◆ What you need to do
For this exercise, reproduce the entries below exactly, but only from the line containing "--verbose is enabled)" through the line containing "let module_lower = module.to_ascii_lowercase();", both included.

::: Source information

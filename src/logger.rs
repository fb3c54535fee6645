//! Logging utilities with colored output.
//!
//! This module provides:
//! - `log!` macro for formatted terminal output with colored prefixes
//! - `debug!` macro, only printed when `--verbose` is set
//!
//! # Example
//!
//! ```ignore
//! log!("route"; "{} -> {}", path, page);
//! debug!("consent"; "cookie storage unavailable: {}", err);
//! ```

use owo_colors::OwoColorize;
use std::{
    io::{Write, stdout},
    sync::atomic::{AtomicBool, Ordering},
};

/// Global verbose flag (set by --verbose CLI argument)
static VERBOSE: AtomicBool = AtomicBool::new(false);

/// Set verbose mode globally
pub fn set_verbose(v: bool) {
    VERBOSE.store(v, Ordering::SeqCst);
}

/// Check if verbose mode is enabled
pub fn is_verbose() -> bool {
    VERBOSE.load(Ordering::SeqCst)
}

// ============================================================================
// Log Macro
// ============================================================================

/// Log a message with a colored module prefix
///
/// # Usage
/// ```ignore
/// log!("module"; "message with {} formatting", args);
/// ```
#[macro_export]
macro_rules! log {
    ($module:expr; $($arg:tt)*) => {{
        $crate::logger::log($module, &format!($($arg)*))
    }};
}

/// Log a debug message (only shown when --verbose is enabled)
///
/// # Usage
/// ```ignore
/// debug!("module"; "debug info: {}", value);
/// ```
#[macro_export]
macro_rules! debug {
    ($module:expr; $($arg:tt)*) => {{
        if $crate::logger::is_verbose() {
            $crate::logger::log($module, &format!($($arg)*))
        }
    }};
}

// ============================================================================
// Helper Functions
// ============================================================================

/// Log a message with a colored module prefix
#[inline]
pub fn log(module: &str, message: &str) {
    let module_lower = module.to_ascii_lowercase();
    let prefix = colorize_prefix(module, &module_lower);

    let mut stdout = stdout().lock();
    clear_line(&mut stdout);
    writeln!(stdout, "{prefix} {message}").ok();
    stdout.flush().ok();
}

#[cfg(not(target_arch = "wasm32"))]
fn clear_line(out: &mut impl Write) {
    use crossterm::{
        execute,
        terminal::{Clear, ClearType},
    };
    execute!(out, Clear(ClearType::UntilNewLine)).ok();
}

#[cfg(target_arch = "wasm32")]
fn clear_line(_out: &mut impl Write) {}

/// Apply color to a module prefix based on module type
#[inline]
fn colorize_prefix(module: &str, module_lower: &str) -> String {
    let prefix = format!("[{module}]");
    match module_lower {
        "route" => prefix.bright_blue().bold().to_string(),
        "redirect" => prefix.bright_magenta().bold().to_string(),
        "consent" => prefix.bright_green().bold().to_string(),
        "error" => prefix.bright_red().bold().to_string(),
        _ => prefix.bright_yellow().bold().to_string(),
    }
}
//! Headless window for the command-line host.
//!
//! Location lives in memory for the lifetime of the process. Cookies are
//! persisted to a JSON file so consent survives between runs:
//!
//! ```json
//! { "cookies": [ { "name": "cookie-law-seen", "value": "true", "expires_at": 1767225600 } ] }
//! ```

use std::fs;
use std::io::ErrorKind;
use std::path::{Path, PathBuf};
use std::time::Duration;

use parking_lot::Mutex;

use super::{CookieJar, Window, WindowError, unix_now};

#[derive(Debug)]
pub struct HeadlessWindow {
    location: Mutex<String>,
    cookie_store: PathBuf,
}

impl HeadlessWindow {
    pub fn new(location: &str, cookie_store: PathBuf) -> Self {
        Self {
            location: Mutex::new(location.to_string()),
            cookie_store,
        }
    }

    pub fn cookie_store(&self) -> &Path {
        &self.cookie_store
    }

    /// Load the jar; a missing file is an empty jar.
    fn load_jar(&self) -> Result<CookieJar, WindowError> {
        let content = match fs::read_to_string(&self.cookie_store) {
            Ok(content) => content,
            Err(err) if err.kind() == ErrorKind::NotFound => return Ok(CookieJar::new()),
            Err(err) => return Err(WindowError::Io(self.cookie_store.clone(), err)),
        };
        serde_json::from_str(&content)
            .map_err(|err| WindowError::Corrupt(self.cookie_store.clone(), err))
    }

    fn save_jar(&self, jar: &CookieJar) -> Result<(), WindowError> {
        let io_err = |err| WindowError::Io(self.cookie_store.clone(), err);

        if let Some(parent) = self.cookie_store.parent()
            && !parent.as_os_str().is_empty()
        {
            fs::create_dir_all(parent).map_err(io_err)?;
        }
        let json = serde_json::to_string_pretty(jar)
            .map_err(|err| WindowError::Corrupt(self.cookie_store.clone(), err))?;
        fs::write(&self.cookie_store, json).map_err(io_err)
    }
}

impl Window for HeadlessWindow {
    fn host(&self) -> &'static str {
        "headless"
    }

    fn current_location(&self) -> String {
        self.location.lock().clone()
    }

    fn navigate_to(&self, path: &str) {
        *self.location.lock() = path.to_string();
    }

    fn reload(&self) -> Result<(), WindowError> {
        Err(WindowError::Unsupported {
            host: self.host(),
            operation: "reload",
        })
    }

    fn scroll_position(&self) -> Result<(f64, f64), WindowError> {
        Err(WindowError::Unsupported {
            host: self.host(),
            operation: "scroll_position",
        })
    }

    fn cookie(&self, name: &str) -> Result<Option<String>, WindowError> {
        let jar = self.load_jar()?;
        Ok(jar.get(name, unix_now()).map(str::to_string))
    }

    fn set_cookie(&self, name: &str, value: &str, max_age: Duration) -> Result<(), WindowError> {
        let now = unix_now();
        let mut jar = self.load_jar()?;
        jar.purge_expired(now);
        jar.set(name, value, max_age, now);
        self.save_jar(&jar)
    }
}
//! Portico - route table, redirect policy and window capability for a
//! small marketing site.
//!
//! The composition root builds everything once:
//!
//! ```ignore
//! let config = SiteConfig::load(Path::new("portico.toml"))?;
//! let site = config.assemble()?;
//! let window = WindowFactory::create(WindowKind::Browser)?;
//! let consent = ConsentStore::new(window.clone(), &config.consent);
//! let shell = ApplicationShell::start(site.table, window, consent, config.shell)
//!     .with_title(&config.site.title);
//! let view = shell.handle_navigation();
//! ```

pub mod logger;

pub mod config;
pub mod consent;
pub mod page;
pub mod route;
pub mod shell;
pub mod window;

::::::

◆ Problem solution
/// Log a debug message (only shown when --verbose is enabled)
///
/// # Usage
/// ```ignore
/// debug!("module"; "debug info: {}", value);
/// ```
#[macro_export]
macro_rules! debug {
    ($module:expr; $($arg:tt)*) => {{
        if $crate::logger::is_verbose() {
            $crate::logger::log($module, &format!($($arg)*))
        }
    }};
}

// ============================================================================
// Helper Functions
// ============================================================================

/// Log a message with a colored module prefix
#[inline]
pub fn log(module: &str, message: &str) {
    let module_lower = module.to_ascii_lowercase();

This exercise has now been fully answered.